The problem = Scan each line of the records for the word "static" and extract the ones that have it.

Excerpted records =

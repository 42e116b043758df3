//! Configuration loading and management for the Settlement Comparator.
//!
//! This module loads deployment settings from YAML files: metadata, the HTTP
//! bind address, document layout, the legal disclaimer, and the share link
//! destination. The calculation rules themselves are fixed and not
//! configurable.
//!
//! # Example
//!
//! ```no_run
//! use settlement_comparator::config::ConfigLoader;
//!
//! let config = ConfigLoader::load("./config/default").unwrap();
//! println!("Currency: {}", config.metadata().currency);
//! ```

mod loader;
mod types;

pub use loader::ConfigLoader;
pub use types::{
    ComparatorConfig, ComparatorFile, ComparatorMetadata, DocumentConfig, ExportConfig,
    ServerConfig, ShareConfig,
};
...
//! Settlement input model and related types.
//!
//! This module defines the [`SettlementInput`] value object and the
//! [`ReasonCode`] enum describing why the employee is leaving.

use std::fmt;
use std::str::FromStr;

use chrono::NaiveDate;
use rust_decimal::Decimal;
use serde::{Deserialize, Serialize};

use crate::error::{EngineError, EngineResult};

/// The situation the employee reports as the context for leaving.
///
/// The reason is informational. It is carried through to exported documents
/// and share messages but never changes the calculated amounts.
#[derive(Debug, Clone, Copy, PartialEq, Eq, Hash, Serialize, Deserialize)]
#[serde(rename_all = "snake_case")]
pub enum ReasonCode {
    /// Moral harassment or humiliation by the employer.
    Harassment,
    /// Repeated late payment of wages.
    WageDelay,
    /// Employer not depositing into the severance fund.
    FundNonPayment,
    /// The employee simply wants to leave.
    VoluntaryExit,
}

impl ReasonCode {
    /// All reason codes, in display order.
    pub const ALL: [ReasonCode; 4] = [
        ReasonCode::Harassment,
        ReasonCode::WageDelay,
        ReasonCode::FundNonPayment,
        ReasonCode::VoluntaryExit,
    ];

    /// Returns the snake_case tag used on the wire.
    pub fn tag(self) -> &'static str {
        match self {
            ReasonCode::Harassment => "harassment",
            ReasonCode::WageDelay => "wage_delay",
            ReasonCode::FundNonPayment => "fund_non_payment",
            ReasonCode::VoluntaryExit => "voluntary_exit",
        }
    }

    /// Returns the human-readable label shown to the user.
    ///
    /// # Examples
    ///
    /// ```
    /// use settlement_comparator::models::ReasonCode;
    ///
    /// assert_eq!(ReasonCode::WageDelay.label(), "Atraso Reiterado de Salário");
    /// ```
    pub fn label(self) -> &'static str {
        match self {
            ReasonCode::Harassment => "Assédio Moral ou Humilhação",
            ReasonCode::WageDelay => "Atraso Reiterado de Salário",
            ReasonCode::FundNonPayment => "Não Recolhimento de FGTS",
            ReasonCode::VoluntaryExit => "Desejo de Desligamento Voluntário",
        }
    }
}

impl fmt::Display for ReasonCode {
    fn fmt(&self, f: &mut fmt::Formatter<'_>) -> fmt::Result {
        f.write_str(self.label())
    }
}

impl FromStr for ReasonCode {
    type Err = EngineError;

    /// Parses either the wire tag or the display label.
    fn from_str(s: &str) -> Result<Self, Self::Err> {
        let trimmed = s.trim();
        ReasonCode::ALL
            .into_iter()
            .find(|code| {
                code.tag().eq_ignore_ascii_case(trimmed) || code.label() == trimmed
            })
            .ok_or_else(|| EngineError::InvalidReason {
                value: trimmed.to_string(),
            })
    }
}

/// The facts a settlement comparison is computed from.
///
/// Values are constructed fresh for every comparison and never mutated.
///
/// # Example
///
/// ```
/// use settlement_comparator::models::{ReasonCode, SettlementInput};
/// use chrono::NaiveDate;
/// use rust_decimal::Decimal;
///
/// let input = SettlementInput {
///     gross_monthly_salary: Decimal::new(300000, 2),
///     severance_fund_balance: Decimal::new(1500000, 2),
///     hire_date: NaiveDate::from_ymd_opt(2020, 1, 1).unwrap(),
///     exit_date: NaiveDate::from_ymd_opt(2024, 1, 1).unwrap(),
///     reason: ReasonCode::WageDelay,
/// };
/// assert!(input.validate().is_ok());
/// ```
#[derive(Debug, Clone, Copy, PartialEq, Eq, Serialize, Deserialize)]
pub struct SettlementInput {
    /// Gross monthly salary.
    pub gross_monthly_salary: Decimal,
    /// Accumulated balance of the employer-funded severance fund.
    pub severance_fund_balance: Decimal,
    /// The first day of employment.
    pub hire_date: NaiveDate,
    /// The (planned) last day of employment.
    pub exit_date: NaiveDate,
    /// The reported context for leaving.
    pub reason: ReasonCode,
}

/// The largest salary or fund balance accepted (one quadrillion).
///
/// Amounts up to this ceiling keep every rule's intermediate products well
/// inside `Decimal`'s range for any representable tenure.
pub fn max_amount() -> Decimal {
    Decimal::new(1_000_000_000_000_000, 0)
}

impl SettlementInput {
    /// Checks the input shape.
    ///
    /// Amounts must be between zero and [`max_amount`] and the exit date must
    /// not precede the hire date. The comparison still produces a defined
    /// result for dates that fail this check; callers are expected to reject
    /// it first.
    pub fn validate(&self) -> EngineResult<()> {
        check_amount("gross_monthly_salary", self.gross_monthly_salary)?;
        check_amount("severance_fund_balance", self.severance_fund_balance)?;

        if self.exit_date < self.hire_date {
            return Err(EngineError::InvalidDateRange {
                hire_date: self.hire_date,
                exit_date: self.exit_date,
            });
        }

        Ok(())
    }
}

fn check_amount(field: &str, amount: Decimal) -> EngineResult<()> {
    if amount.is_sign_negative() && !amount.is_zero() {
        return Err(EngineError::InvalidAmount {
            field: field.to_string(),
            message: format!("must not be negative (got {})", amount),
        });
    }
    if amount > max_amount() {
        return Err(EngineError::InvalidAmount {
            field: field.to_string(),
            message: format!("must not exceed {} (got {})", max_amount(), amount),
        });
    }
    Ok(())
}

Answer space =
    pub fn tag(self) -> &'static str {
    pub fn label(self) -> &'static str {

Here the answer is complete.